QUESTIONS QUI FACHENT. Le travail doit-il être au centre de tout projet de gauche ? Il est temps de revenir aux fondamentaux pour construire une pensée de gauche sur le travail. 4 octobre 2007.
Parmi les raisons qui ont conduit à la défaite électorale de la gauche aux élections du printemps dernier, il en est une qui devrait retenir particulièrement l’attention : la place accordée au travail, car elle est au coeur de l’adhésion des classes populaires à un projet politique. La gauche, en panne de théorie et aussi de propositions concrètes sur ce sujet, a laissé le champ libre à la droite, d’une part pour substituer l’idéologie du mérite à la solidarité, et d’autre part pour faire de l’augmentation du temps de travail l’unique moyen d’augmenter le salaire |1|. Il ne sera pas possible de reconquérir le terrain perdu sur le plan des idées et des propositions sans revenir aux fondamentaux de la critique du rapport salarial et sans relier ensuite celle-ci aux enjeux actuels qui mettent en cause les finalités productivistes assignées au travail par le capitalisme.
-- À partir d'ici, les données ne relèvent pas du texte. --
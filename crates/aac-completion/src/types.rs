//! Core value types shared by predictors, rankers and the engine

use serde::{Deserialize, Serialize};

/// A candidate completion, identified by its string value
#[derive(Debug, Clone, PartialEq, Eq, Hash, PartialOrd, Ord, Serialize, Deserialize)]
pub struct Suggestion {
    pub value: String,
}

impl Suggestion {
    pub fn new(value: impl Into<String>) -> Self {
        Self {
            value: value.into(),
        }
    }
}

/// Raw per-predictor signal emitted alongside a candidate
#[derive(Debug, Clone, PartialEq, Serialize, Deserialize)]
pub struct PredictorExplanation {
    pub value: String,
    pub score: f64,
    /// Name of the predictor that produced the signal
    pub source: String,
    /// Normalized strength of the signal in `[0, 1]`, when the predictor knows it
    #[serde(skip_serializing_if = "Option::is_none")]
    pub confidence: Option<f64>,
}

impl PredictorExplanation {
    pub fn new(value: impl Into<String>, score: f64, source: impl Into<String>) -> Self {
        Self {
            value: value.into(),
            score,
            source: source.into(),
            confidence: None,
        }
    }

    pub fn with_confidence(mut self, confidence: f64) -> Self {
        self.confidence = Some(confidence);
        self
    }
}

/// A suggestion with its current score
///
/// Predictors emit unweighted scores; aggregation and ranking stages produce
/// new instances rather than mutating the ones they receive.
#[derive(Debug, Clone, PartialEq, Serialize, Deserialize)]
pub struct ScoredSuggestion {
    pub suggestion: Suggestion,
    pub score: f64,
    #[serde(skip_serializing_if = "Option::is_none")]
    pub explanation: Option<PredictorExplanation>,
    /// Ordered, human-readable record of the stages that touched this suggestion
    #[serde(default)]
    pub trace: Vec<String>,
}

impl ScoredSuggestion {
    pub fn new(value: impl Into<String>, score: f64) -> Self {
        Self {
            suggestion: Suggestion::new(value),
            score,
            explanation: None,
            trace: Vec::new(),
        }
    }

    pub fn with_explanation(mut self, explanation: PredictorExplanation) -> Self {
        self.explanation = Some(explanation);
        self
    }

    pub fn with_trace(mut self, trace: Vec<String>) -> Self {
        self.trace = trace;
        self
    }

    /// The suggestion's string value
    pub fn value(&self) -> &str {
        &self.suggestion.value
    }

    /// Copy of this suggestion carrying a new score and one more trace line.
    pub(crate) fn rescored(&self, score: f64, note: String) -> Self {
        let mut trace = self.trace.clone();
        trace.push(note);
        Self {
            suggestion: self.suggestion.clone(),
            score,
            explanation: self.explanation.clone(),
            trace,
        }
    }
}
Le Bureau international du travail (BIT) vient de publier un rapport sur « Les indicateurs-clés du marché du travail » (5e édition, 2007). Il permet de démystifier l’idéologie sous-jacente aux réformes du droit du travail que le gouvernement français veut accomplir pour donner aux entreprises une flexibilité toujours plus grande.
Tout d’abord, un démenti cinglant est apporté aux économistes déclinologues qui ont usé et abusé de leur notoriété pour imposer l’idée selon laquelle la France était en perte de vitesse parce que les Français étaient « moins productifs » que d’autres. On le savait déjà, les travailleurs des États-Unis d’Amérique sont les plus productifs au monde, devançant de loin tous ceux des autres pays développés. Mais cela tient avant tout au fait que, parmi tous les pays développés, c’est aux États-Unis que la durée individuelle annuelle du travail est la plus élevée. Quand on retient, non pas le niveau de productivité par tête, mais un autre indicateur, beaucoup plus significatif de l’efficacité productive, celui de la productivité horaire, les choses se présentent assez différemment selon le BIT : « La Norvège a enregistré la plus forte productivité mesurée en valeur ajoutée par heure ouvrée (37,99 dollars EU), suivie par le États-Unis (35,63 dollars EU) et la France (35,08 dollars EU) |2| . » De plus, en regardant l’évolution de la productivité et pas seulement son niveau, on voit que, sur la période 1980-2006, correspondant à la mondialisation, les taux annuels moyens de progression de la productivité par tête et par heure ont été respectivement de 1,5 % et 2,2 % en France, et de 1,7 % et 1,7 % aux États-Unis. L’écart entre les deux indicateurs pour la France traduit la diminution du temps de travail, et la similitude entre les deux taux pour les États-Unis confirme que le temps de travail y est resté stable.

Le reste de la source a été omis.